3.4. Record Keeping and Reporting.
(a) The Licensee shall keep complete and accurate sales records and
books relating to the Net Sales subject to royalties. Within forty-five (45)
days of a request, Axcelis, through its representatives and employees, shall
have the right to inspect and audit such sales records and books, not more than
once per calendar year, for the purpose of determining the sufficiency and
accuracy thereof and the correctness of any payments made hereunder.
(b) Each Net Sale shall be deemed made when shipped to the customer.
Accompanying each quarterly License Fee payment and each royalty payment due
under Section 3.2 hereof, the Licensee shall furnish to Axcelis a statement in
writing showing in reasonable detail the following information:
(i) Net Sales, including quantity, description and price of
all Products and related service labor invoiced to customers during the
preceding quarter;
(ii) Any off-setting commissions due to the Licensee from
Axcelis under Section 4.2(b) below;
(iii) A computation of the gross amount of the quarterly
royalty payment due Axcelis;
(iv) Taxes withheld and remitted to governmental authorities
(if any) with respect to each such payment; and
(v) A computation of the net amount to be paid to Axcelis.
(vi)
3.5. Tax Withholding. The Licensee shall be entitled to withhold any
taxes required by applicable law to be withheld from payments made to Axcelis
hereunder and shall promptly remit such taxes to the taxing authority on behalf
of Axcelis. The Licensee shall promptly furnish to Axcelis a tax withholding
receipt acknowledging the payment of any such withholding tax when such receipt
is received by the Licensee from the taxing authority.
4. Other Provisions Relating to the Assumption of the Product Line.

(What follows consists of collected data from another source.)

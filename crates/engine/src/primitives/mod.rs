//! Primitives layer for Strata
//!
//! Provides high-level primitives as stateless facades over the Database engine:
//! - **KVStore**: General-purpose key-value storage
//! - **EventLog**: Immutable append-only event stream with causal hash chaining
//! - **StateCell**: CAS-based versioned cells for coordination
//! - **BranchIndex**: Branch lifecycle management
//! - **JsonStore**: JSON document storage with path-based operations
//! - **VectorStore**: Vector storage with similarity search and collection management
//!
//! ## Design Principle: Stateless Facades
//!
//! All primitives are logically stateful but operationally stateless.
//! They hold only an `Arc<Database>` reference and delegate all operations
//! to the transactional engine. This means:
//!
//! - Multiple primitive instances on the same Database are safe
//! - No warm-up or cache invalidation concerns
//! - Idempotent retry works correctly
//! - Replay produces same results
//!
//! ## Branch Isolation
//!
//! Every operation is scoped to a `BranchId`. Different runs cannot see
//! each other's data. This is enforced through key prefix isolation.
//!
//! ## Cross-Primitive Transactions
//!
//! Primitives can be combined within a single transaction using extension traits:
//!
//! ```rust,ignore
//! use strata_engine::primitives::extensions::*;
//!
//! db.transaction(branch_id, |txn| {
//!     txn.kv_put("key", value)?;
//!     txn.event_append("type", payload)?;
//!     txn.state_cas("cell", version, new_value)?;
//!     Ok(())
//! })?;
//! ```

pub mod event;
pub mod extensions;
pub mod json;
pub mod kv;
pub mod branch;
pub mod state;
pub mod vector;

// Re-exports - primitives are exported as they're implemented
pub use event::{Event, EventLog};
pub use json::{JsonDoc, JsonStore};
pub use kv::KVStore;
pub use branch::{BranchHandle, EventHandle, JsonHandle, KvHandle, StateHandle, VectorHandle};
pub use branch::{BranchIndex, BranchMetadata, BranchStatus};
pub use state::{State, StateCell};
pub use vector::{
    register_vector_recovery, validate_collection_name, validate_vector_key, BruteForceBackend,
    CollectionId, CollectionInfo, CollectionRecord, DistanceMetric, IndexBackendFactory,
    JsonScalar, MetadataFilter, StorageDtype, VectorConfig, VectorConfigSerde, VectorEntry,
    VectorError, VectorHeap, VectorId, VectorIndexBackend, VectorMatch, VectorRecord,
    VectorResult, VectorStore, VectorBackendState,
};

// Re-export search types for convenience (from search module)
pub use crate::search::{
    build_search_response, build_search_response_with_index,
    BM25LiteScorer, Scorer, ScorerContext, SearchCandidate, SearchDoc, Searchable, SimpleScorer,
    InvertedIndex, PostingEntry, PostingList, tokenize, tokenize_unique,
};

// Re-export extension traits for convenience
pub use extensions::*;
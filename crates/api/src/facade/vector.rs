//! Vector Facade - Simplified vector operations
//!
//! This module provides Redis-like vector operations for similarity search.
//!
//! ## Desugaring
//!
//! | Facade | Substrate |
//! |--------|-----------|
//! | `vadd(coll, key, vec, meta)` | `vector_upsert(default_run, coll, key, vec, meta)` |
//! | `vsim(coll, vec, k)` | `vector_search(default_run, coll, vec, k, None, None)` |

use strata_core::{StrataResult, Value};

/// Vector search result
#[derive(Debug, Clone)]
pub struct VectorResult {
    /// Vector key
    pub key: String,
    /// Similarity score (higher = more similar for cosine/dot, lower = more similar for L2)
    pub score: f32,
    /// Vector data (if requested)
    pub vector: Option<Vec<f32>>,
    /// Metadata (if any)
    pub metadata: Value,
}

/// Search options
#[derive(Debug, Clone, Default)]
pub struct VectorSearchOptions {
    /// Include vector data in results
    pub include_vectors: bool,
    /// Filter by metadata field equals value
    pub filter_eq: Option<(String, Value)>,
}

impl VectorSearchOptions {
    /// Create default options
    pub fn new() -> Self {
        Self::default()
    }

    /// Include vectors in results
    pub fn with_vectors(mut self) -> Self {
        self.include_vectors = true;
        self
    }

    /// Filter by metadata field
    pub fn filter(mut self, field: impl Into<String>, value: Value) -> Self {
        self.filter_eq = Some((field.into(), value));
        self
    }
}

/// Vector Facade - simplified similarity search
///
/// Provides vector storage and K-nearest-neighbor search.
///
/// ## Collection Model
///
/// Vectors are organized into collections. Each collection has a fixed
/// dimension (set from the first vector added).
pub trait VectorFacade {
    /// Add or update a vector
    ///
    /// If the key exists, replaces the vector. Creates collection if needed.
    ///
    /// ## Parameters
    /// - `collection`: Collection name
    /// - `key`: Unique key for this vector
    /// - `vector`: The vector data (f32 array)
    /// - `metadata`: Optional metadata object
    ///
    /// ## Example
    /// ```ignore
    /// // Add embedding with metadata
    /// facade.vadd(
    ///     "embeddings",
    ///     "doc:1",
    ///     &[0.1, 0.2, 0.3, 0.4],
    ///     Some(Value::Object(HashMap::from([
    ///         ("title".to_string(), Value::String("Hello World".to_string())),
    ///     ]))),
    /// )?;
    /// ```
    fn vadd(
        &self,
        collection: &str,
        key: &str,
        vector: &[f32],
        metadata: Option<Value>,
    ) -> StrataResult<()>;

    /// Get a vector by key
    ///
    /// Returns `None` if key doesn't exist.
    fn vget(&self, collection: &str, key: &str) -> StrataResult<Option<(Vec<f32>, Value)>>;

    /// Delete a vector
    ///
    /// Returns `true` if the vector existed.
    fn vdel(&self, collection: &str, key: &str) -> StrataResult<bool>;

    /// Search for similar vectors
    ///
    /// Returns the K most similar vectors to the query.
    ///
    /// ## Parameters
    /// - `collection`: Collection to search
    /// - `query`: Query vector (must match collection dimension)
    /// - `k`: Maximum number of results
    ///
    /// ## Example
    /// ```ignore
    /// let query = vec![0.1, 0.2, 0.3, 0.4];
    /// let results = facade.vsim("embeddings", &query, 10)?;
    ///
    /// for result in results {
    ///     println!("Key: {}, Score: {}", result.key, result.score);
    /// }
    /// ```
    fn vsim(&self, collection: &str, query: &[f32], k: u64) -> StrataResult<Vec<VectorResult>>;

    /// Search with options
    ///
    /// Like `vsim` but with filtering and include options.
    fn vsim_with_options(
        &self,
        collection: &str,
        query: &[f32],
        k: u64,
        options: VectorSearchOptions,
    ) -> StrataResult<Vec<VectorResult>>;

    /// Get collection info
    ///
    /// Returns (dimension, count) or None if collection doesn't exist.
    fn vcollection_info(&self, collection: &str) -> StrataResult<Option<(usize, u64)>>;

    /// Delete a collection
    ///
    /// Removes the collection and all its vectors.
    fn vcollection_drop(&self, collection: &str) -> StrataResult<bool>;
}
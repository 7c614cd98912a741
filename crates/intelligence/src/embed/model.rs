//! MiniLM-L6-v2 encoder architecture and forward pass.

use crate::runtime::safetensors::SafeTensors;
use crate::runtime::tensor::Tensor;

use super::tokenizer::{TokenizedInput, WordPieceTokenizer};

const HIDDEN_SIZE: usize = 384;
const NUM_HEADS: usize = 12;
const HEAD_DIM: usize = HIDDEN_SIZE / NUM_HEADS; // 32
const NUM_LAYERS: usize = 6;
const VOCAB_SIZE: usize = 30522;
const LAYER_NORM_EPS: f32 = 1e-12;

/// A single transformer encoder layer.
struct TransformerLayer {
    q_weight: Tensor,
    q_bias: Vec<f32>,
    k_weight: Tensor,
    k_bias: Vec<f32>,
    v_weight: Tensor,
    v_bias: Vec<f32>,
    attn_output_weight: Tensor,
    attn_output_bias: Vec<f32>,
    attn_ln_weight: Vec<f32>,
    attn_ln_bias: Vec<f32>,
    intermediate_weight: Tensor,
    intermediate_bias: Vec<f32>,
    output_weight: Tensor,
    output_bias: Vec<f32>,
    output_ln_weight: Vec<f32>,
    output_ln_bias: Vec<f32>,
}

/// The MiniLM-L6-v2 embedding model.
pub struct EmbedModel {
    tokenizer: WordPieceTokenizer,
    word_embeddings: Tensor,
    position_embeddings: Tensor,
    token_type_embeddings: Tensor,
    embed_ln_weight: Vec<f32>,
    embed_ln_bias: Vec<f32>,
    layers: Vec<TransformerLayer>,
}

impl EmbedModel {
    /// Load model weights from SafeTensors bytes and vocabulary text.
    ///
    /// Supports both naming conventions:
    /// - HuggingFace BERT: `bert.embeddings.word_embeddings.weight`
    /// - Sentence Transformers: `embeddings.word_embeddings.weight`
    pub fn load(safetensors_bytes: &[u8], vocab_text: &str) -> Result<Self, String> {
        let st = SafeTensors::from_bytes(safetensors_bytes)?;
        let tokenizer = WordPieceTokenizer::from_vocab(vocab_text);

        // Detect naming convention: try with "bert." prefix first, fall back to without.
        let prefix = if st
            .tensor("bert.embeddings.word_embeddings.weight")
            .is_some()
        {
            "bert."
        } else {
            ""
        };

        let word_embeddings = st
            .tensor(&format!("{}embeddings.word_embeddings.weight", prefix))
            .ok_or("Missing word_embeddings")?;

        if word_embeddings.rows != VOCAB_SIZE || word_embeddings.cols != HIDDEN_SIZE {
            return Err(format!(
                "word_embeddings shape mismatch: expected {}x{}, got {}x{}",
                VOCAB_SIZE, HIDDEN_SIZE, word_embeddings.rows, word_embeddings.cols
            ));
        }

        let position_embeddings = st
            .tensor(&format!("{}embeddings.position_embeddings.weight", prefix))
            .ok_or("Missing position_embeddings")?;

        let token_type_embeddings = st
            .tensor(&format!(
                "{}embeddings.token_type_embeddings.weight",
                prefix
            ))
            .ok_or("Missing token_type_embeddings")?;

        let embed_ln_weight = st
            .tensor_1d(&format!("{}embeddings.LayerNorm.weight", prefix))
            .ok_or("Missing embeddings LayerNorm weight")?;

        let embed_ln_bias = st
            .tensor_1d(&format!("{}embeddings.LayerNorm.bias", prefix))
            .ok_or("Missing embeddings LayerNorm bias")?;

        let mut layers = Vec::with_capacity(NUM_LAYERS);
        for i in 0..NUM_LAYERS {
            let layer_prefix = format!("{}encoder.layer.{}", prefix, i);
            let layer = TransformerLayer {
                q_weight: st
                    .tensor(&format!("{}.attention.self.query.weight", layer_prefix))
                    .ok_or_else(|| {
                        format!("Missing {}.attention.self.query.weight", layer_prefix)
                    })?,
                q_bias: st
                    .tensor_1d(&format!("{}.attention.self.query.bias", layer_prefix))
                    .ok_or_else(|| format!("Missing {}.attention.self.query.bias", layer_prefix))?,
                k_weight: st
                    .tensor(&format!("{}.attention.self.key.weight", layer_prefix))
                    .ok_or_else(|| format!("Missing {}.attention.self.key.weight", layer_prefix))?,
                k_bias: st
                    .tensor_1d(&format!("{}.attention.self.key.bias", layer_prefix))
                    .ok_or_else(|| format!("Missing {}.attention.self.key.bias", layer_prefix))?,
                v_weight: st
                    .tensor(&format!("{}.attention.self.value.weight", layer_prefix))
                    .ok_or_else(|| {
                        format!("Missing {}.attention.self.value.weight", layer_prefix)
                    })?,
                v_bias: st
                    .tensor_1d(&format!("{}.attention.self.value.bias", layer_prefix))
                    .ok_or_else(|| format!("Missing {}.attention.self.value.bias", layer_prefix))?,
                attn_output_weight: st
                    .tensor(&format!("{}.attention.output.dense.weight", layer_prefix))
                    .ok_or_else(|| {
                        format!("Missing {}.attention.output.dense.weight", layer_prefix)
                    })?,
                attn_output_bias: st
                    .tensor_1d(&format!("{}.attention.output.dense.bias", layer_prefix))
                    .ok_or_else(|| {
                        format!("Missing {}.attention.output.dense.bias", layer_prefix)
                    })?,
                attn_ln_weight: st
                    .tensor_1d(&format!(
                        "{}.attention.output.LayerNorm.weight",
                        layer_prefix
                    ))
                    .ok_or_else(|| {
                        format!("Missing {}.attention.output.LayerNorm.weight", layer_prefix)
                    })?,
                attn_ln_bias: st
                    .tensor_1d(&format!("{}.attention.output.LayerNorm.bias", layer_prefix))
                    .ok_or_else(|| {
                        format!("Missing {}.attention.output.LayerNorm.bias", layer_prefix)
                    })?,
                intermediate_weight: st
                    .tensor(&format!("{}.intermediate.dense.weight", layer_prefix))
                    .ok_or_else(|| format!("Missing {}.intermediate.dense.weight", layer_prefix))?,
                intermediate_bias: st
                    .tensor_1d(&format!("{}.intermediate.dense.bias", layer_prefix))
                    .ok_or_else(|| format!("Missing {}.intermediate.dense.bias", layer_prefix))?,
                output_weight: st
                    .tensor(&format!("{}.output.dense.weight", layer_prefix))
                    .ok_or_else(|| format!("Missing {}.output.dense.weight", layer_prefix))?,
                output_bias: st
                    .tensor_1d(&format!("{}.output.dense.bias", layer_prefix))
                    .ok_or_else(|| format!("Missing {}.output.dense.bias", layer_prefix))?,
                output_ln_weight: st
                    .tensor_1d(&format!("{}.output.LayerNorm.weight", layer_prefix))
                    .ok_or_else(|| format!("Missing {}.output.LayerNorm.weight", layer_prefix))?,
                output_ln_bias: st
                    .tensor_1d(&format!("{}.output.LayerNorm.bias", layer_prefix))
                    .ok_or_else(|| format!("Missing {}.output.LayerNorm.bias", layer_prefix))?,
            };
            layers.push(layer);
        }

        Ok(Self {
            tokenizer,
            word_embeddings,
            position_embeddings,
            token_type_embeddings,
            embed_ln_weight,
            embed_ln_bias,
            layers,
        })
    }

    /// Embed a text string into a 384-dimensional vector.
    pub fn embed(&self, text: &str) -> Vec<f32> {
        let input = self.tokenizer.tokenize(text);
        let seq_len = input.input_ids.len();

        // 1. Gather embeddings
        let hidden = self.gather_embeddings(&input, seq_len);

        // 2. Layer norm
        let mut hidden =
            hidden.layer_norm(&self.embed_ln_weight, &self.embed_ln_bias, LAYER_NORM_EPS);

        // 3. Transformer layers
        for layer in &self.layers {
            hidden = self.transformer_layer(layer, &hidden, &input.attention_mask);
        }

        // 4. Mean pooling (exclude padding)
        let pooled = self.mean_pool(&hidden, &input.attention_mask);

        // 5. L2 normalize
        l2_normalize(&pooled)
    }

    fn gather_embeddings(&self, input: &TokenizedInput, seq_len: usize) -> Tensor {
        let mut data = vec![0.0f32; seq_len * HIDDEN_SIZE];

        for (pos, (&token_id, &type_id)) in input
            .input_ids
            .iter()
            .zip(input.token_type_ids.iter())
            .enumerate()
        {
            let word_row = self.word_embeddings.row(token_id as usize);
            let pos_row = self.position_embeddings.row(pos);
            let type_row = self.token_type_embeddings.row(type_id as usize);

            let offset = pos * HIDDEN_SIZE;
            for i in 0..HIDDEN_SIZE {
                data[offset + i] = word_row[i] + pos_row[i] + type_row[i];
            }
        }

        Tensor::from_slice(&data, seq_len, HIDDEN_SIZE)
    }

    fn transformer_layer(
        &self,
        layer: &TransformerLayer,
        hidden: &Tensor,
        attention_mask: &[u32],
    ) -> Tensor {
        let seq_len = hidden.rows;

        // Self-attention
        // Q, K, V projections: hidden × Wᵀ + b
        // BERT stores weights transposed: shape is (out, in), so we use matmul_transpose
        let mut q = hidden.matmul_transpose(&layer.q_weight);
        q.add_bias(&layer.q_bias);
        let mut k = hidden.matmul_transpose(&layer.k_weight);
        k.add_bias(&layer.k_bias);
        let mut v = hidden.matmul_transpose(&layer.v_weight);
        v.add_bias(&layer.v_bias);

        // Multi-head attention
        let scale = 1.0 / (HEAD_DIM as f32).sqrt();
        let mut attn_output_data = vec![0.0f32; seq_len * HIDDEN_SIZE];

        for head in 0..NUM_HEADS {
            let head_offset = head * HEAD_DIM;

            // Extract Q, K, V slices for this head
            let mut q_head = Tensor::zeros(seq_len, HEAD_DIM);
            let mut k_head = Tensor::zeros(seq_len, HEAD_DIM);
            let mut v_head = Tensor::zeros(seq_len, HEAD_DIM);

            for s in 0..seq_len {
                for d in 0..HEAD_DIM {
                    q_head.data[s * HEAD_DIM + d] = q.data[s * HIDDEN_SIZE + head_offset + d];
                    k_head.data[s * HEAD_DIM + d] = k.data[s * HIDDEN_SIZE + head_offset + d];
                    v_head.data[s * HEAD_DIM + d] = v.data[s * HIDDEN_SIZE + head_offset + d];
                }
            }

            // Attention scores: Q × Kᵀ / √d_k
            let mut scores = q_head.matmul_transpose(&k_head);
            scores.scale(scale);

            // Apply attention mask (set padding positions to -10000)
            for i in 0..seq_len {
                for j in 0..seq_len {
                    if attention_mask[j] == 0 {
                        scores.data[i * seq_len + j] = -10000.0;
                    }
                }
            }

            scores.softmax_rows();

            // Weighted sum: scores × V
            let context = scores.matmul(&v_head);

            // Copy back to full hidden dim
            for s in 0..seq_len {
                for d in 0..HEAD_DIM {
                    attn_output_data[s * HIDDEN_SIZE + head_offset + d] =
                        context.data[s * HEAD_DIM + d];
                }
            }
        }

        let attn_output = Tensor::from_slice(&attn_output_data, seq_len, HIDDEN_SIZE);

        // Output projection
        let mut projected = attn_output.matmul_transpose(&layer.attn_output_weight);
        projected.add_bias(&layer.attn_output_bias);

        // Residual + LayerNorm
        let post_attn = projected.add_tensor(hidden);
        let normed_attn =
            post_attn.layer_norm(&layer.attn_ln_weight, &layer.attn_ln_bias, LAYER_NORM_EPS);

        // FFN: intermediate
        let mut intermediate = normed_attn.matmul_transpose(&layer.intermediate_weight);
        intermediate.add_bias(&layer.intermediate_bias);
        let intermediate = intermediate.gelu();

        // FFN: output
        let mut output = intermediate.matmul_transpose(&layer.output_weight);
        output.add_bias(&layer.output_bias);

        // Residual + LayerNorm
        let post_ffn = output.add_tensor(&normed_attn);
        post_ffn.layer_norm(
            &layer.output_ln_weight,
            &layer.output_ln_bias,
            LAYER_NORM_EPS,
        )
    }

    fn mean_pool(&self, hidden: &Tensor, attention_mask: &[u32]) -> Vec<f32> {
        let seq_len = hidden.rows;
        let mut sum = vec![0.0f32; HIDDEN_SIZE];
        let mut count = 0.0f32;

        for s in 0..seq_len {
            if attention_mask[s] == 1 {
                let row = hidden.row(s);
                for i in 0..HIDDEN_SIZE {
                    sum[i] += row[i];
                }
                count += 1.0;
            }
        }

        if count > 0.0 {
            for v in sum.iter_mut() {
                *v /= count;
            }
        }

        sum
    }
}

fn l2_normalize(v: &[f32]) -> Vec<f32> {
    let norm: f32 = v.iter().map(|x| x * x).sum::<f32>().sqrt();
    if norm > 0.0 {
        v.iter().map(|x| x / norm).collect()
    } else {
        v.to_vec()
    }
}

4.1. Assignment of Service Contracts and Warranty Clauses:
Assumption of Support Obligation. Effective November 30, 2003, except as set
forth on Schedule 2, Axcelis hereby assigns to the Licensee all of Axcelis'
right, title and interest in, and the Licensee hereby assumes all of Axcelis'
obligations under:
(a) the warranty obligations due to owners of the Products set forth
on Schedule 2A; and
(b) the currently effective service contracts covering Products as
set forth on Schedule 2B.
4.2. Transition of Operations; Sale and Support Obligations of
Licensee.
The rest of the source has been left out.